Tips for Supporting Young Survivors

Here are some ways to support youth while using these materials, and as they go through this experience:

  • Let them know that it is okay to have strong feelings, or no feelings at all, and that there are things they can do to feel better.
  • Remind them that none of this is their fault.
  • Tell them that they are not the only one that has gone through this; other youth and families have had these experiences, too.
  • Remember to use language that young people can understand, especially when explaining the justice system. Ask youth (and adults) to repeat back the information in their own words, so you can assess if they understood fully.
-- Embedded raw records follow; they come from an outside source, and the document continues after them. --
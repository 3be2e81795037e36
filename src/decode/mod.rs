//! C3: the three streaming byte-run decoders.
//!
//! Each decoder is a free function with the shared `try_decode`
//! signature from the design; [`EncodingKind`] dispatches to the right
//! one by tagged variant instead of a trait object, keeping the hot
//! scan loop free of dynamic dispatch (see DESIGN.md).

mod ascii;
mod utf16;
mod utf8;

use crate::blockset::BlockSet;
use crate::ByteCounter;

/// Byte order for the UTF-16 decoders.
#[derive(Debug, Clone, Copy, PartialEq, Eq)]
pub enum ByteOrder {
    Le,
    Be,
}

/// Which of the three encodings a `DecodeInformation` drives.
#[derive(Debug, Clone, Copy, PartialEq, Eq)]
pub enum EncodingKind {
    Ascii,
    Utf8,
    Utf16(ByteOrder),
}

impl EncodingKind {
    pub fn label(&self) -> &'static str {
        match self {
            EncodingKind::Ascii => "ASCII",
            EncodingKind::Utf8 => "UTF-8",
            EncodingKind::Utf16(ByteOrder::Le) => "UTF-16LE",
            EncodingKind::Utf16(ByteOrder::Be) => "UTF-16BE",
        }
    }

    fn try_decode(
        &self,
        buffer: &[u8],
        state: &mut DecodeInformation,
        blocks: &BlockSet,
    ) -> Option<DecodedRun> {
        match self {
            EncodingKind::Ascii => ascii::try_decode(buffer, state),
            EncodingKind::Utf8 => utf8::try_decode(buffer, state, blocks),
            EncodingKind::Utf16(order) => utf16::try_decode(buffer, state, blocks, *order),
        }
    }
}

/// Raw output keeps the decoded run as its native UTF-8 text; unicode
/// output additionally transcodes it to UTF-16LE via `encoding_rs`.
#[derive(Debug, Clone, Copy, PartialEq, Eq)]
pub enum OutputEncoding {
    Raw,
    Unicode,
}

/// Persists across buffers for one (source, encoding) pair.
#[derive(Debug, Clone)]
pub struct DecodeInformation {
    pub min_length: u8,
    /// Offset within the *current* buffer; reset to 0 each buffer.
    pub offset: usize,
    /// Cumulative bytes processed by this decoder across all buffers.
    pub running_offset: ByteCounter,
    pub exclude_control_cp: bool,
    pub output_encoding: OutputEncoding,
    pub encoding: EncodingKind,
    /// False once this decoder has exhausted the current buffer; the
    /// orchestrator elides a decoder that is no longer running.
    pub running: bool,
}

impl DecodeInformation {
    pub fn new(encoding: EncodingKind, min_length: u8, exclude_control_cp: bool, output_encoding: OutputEncoding) -> Self {
        Self {
            min_length: min_length.max(1),
            offset: 0,
            running_offset: 0,
            exclude_control_cp,
            output_encoding,
            encoding,
            running: true,
        }
    }

    /// Reset the per-buffer offset and running flag at the start of a
    /// new buffer; the running total is untouched.
    pub fn begin_buffer(&mut self) {
        self.offset = 0;
        self.running = true;
    }

    fn try_decode(&mut self, buffer: &[u8], blocks: &BlockSet) -> Option<DecodedRun> {
        let before = self.offset;
        let result = self.encoding.try_decode(buffer, self, blocks);
        self.running_offset += (self.offset - before) as ByteCounter;
        if self.offset >= buffer.len() {
            self.running = false;
        }
        result
    }
}

/// One accepted run from a decoder.
#[derive(Debug, Clone, PartialEq, Eq)]
pub struct DecodedRun {
    /// Always valid UTF-8: the decoded characters, independent of the
    /// output encoding (transcoding to UTF-16LE is a presentation
    /// concern handled separately, see `to_output_bytes`).
    pub text: String,
    /// How far `DecodeInformation::offset` advanced on this call.
    pub bytes_consumed: usize,
    /// Byte length of the accepted run itself (excludes any trailing
    /// breaking unit) — this is `Result`'s "byte length of the
    /// matched slice".
    pub payload_bytes: usize,
}

impl DecodedRun {
    /// Render this run in the requested output encoding.
    pub fn to_output_bytes(&self, output_encoding: OutputEncoding) -> Vec<u8> {
        match output_encoding {
            OutputEncoding::Raw => self.text.as_bytes().to_vec(),
            OutputEncoding::Unicode => {
                let (encoded, _, _) = encoding_rs::UTF_16LE.encode(&self.text);
                encoded.into_owned()
            }
        }
    }
}

/// Drive `state`'s decoder once over `buffer`, starting at
/// `state.offset`. Thin wrapper kept so the orchestrator never has to
/// reach into `EncodingKind` directly.
pub fn drive_once(
    state: &mut DecodeInformation,
    buffer: &[u8],
    blocks: &BlockSet,
) -> Option<DecodedRun> {
    state.try_decode(buffer, blocks)
}

#[cfg(test)]
mod tests {
    use super::*;
    use crate::blockset::BlockSet;

    #[test]
    fn unicode_output_transcodes_to_utf16le() {
        let run = DecodedRun {
            text: "Hi".to_string(),
            bytes_consumed: 2,
            payload_bytes: 2,
        };
        assert_eq!(
            run.to_output_bytes(OutputEncoding::Unicode),
            vec![b'H', 0, b'i', 0]
        );
    }

    #[test]
    fn raw_output_is_passthrough() {
        let run = DecodedRun {
            text: "Hi".to_string(),
            bytes_consumed: 2,
            payload_bytes: 2,
        };
        assert_eq!(run.to_output_bytes(OutputEncoding::Raw), b"Hi".to_vec());
    }

    #[test]
    fn decoder_marks_itself_stopped_at_buffer_end() {
        let mut state = DecodeInformation::new(EncodingKind::Ascii, 3, true, OutputEncoding::Raw);
        let blocks = BlockSet::new();
        let buf = b"Hello";
        drive_once(&mut state, buf, &blocks);
        assert!(!state.running);
        assert_eq!(state.offset, buf.len());
    }
}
  • Keep in mind that you may have to provide the same information multiple times and/or in multiple ways (e.g., verbally and in writing).
  • As much as you can, let youth (and adults) know what to expect each step of the way, so they can feel less anxious and more prepared.
  • Remind them that there are people who support them, such as family members, friends, caseworkers, advocates, therapists, and lawyers, and name these people together.
  • Make sure that youth and caregivers are aware of any resources they need now or may need in the future, including victim advocacy services and trauma-focused therapy.
  • Encourage youth and caregivers to ask as many questions as they’d like, and to express their thoughts and feelings to you, their caregivers, and other adults working on their case.
  • Provide youth the opportunity to make choices whenever possible, even about seemingly minor things such as where each person sits, when to take a break, which topic to discuss first, or which part(s) of the materials to work on each time you meet. This helps youth regain their sense of control and personal power.
  • Remind youth that they are strong and will get through this.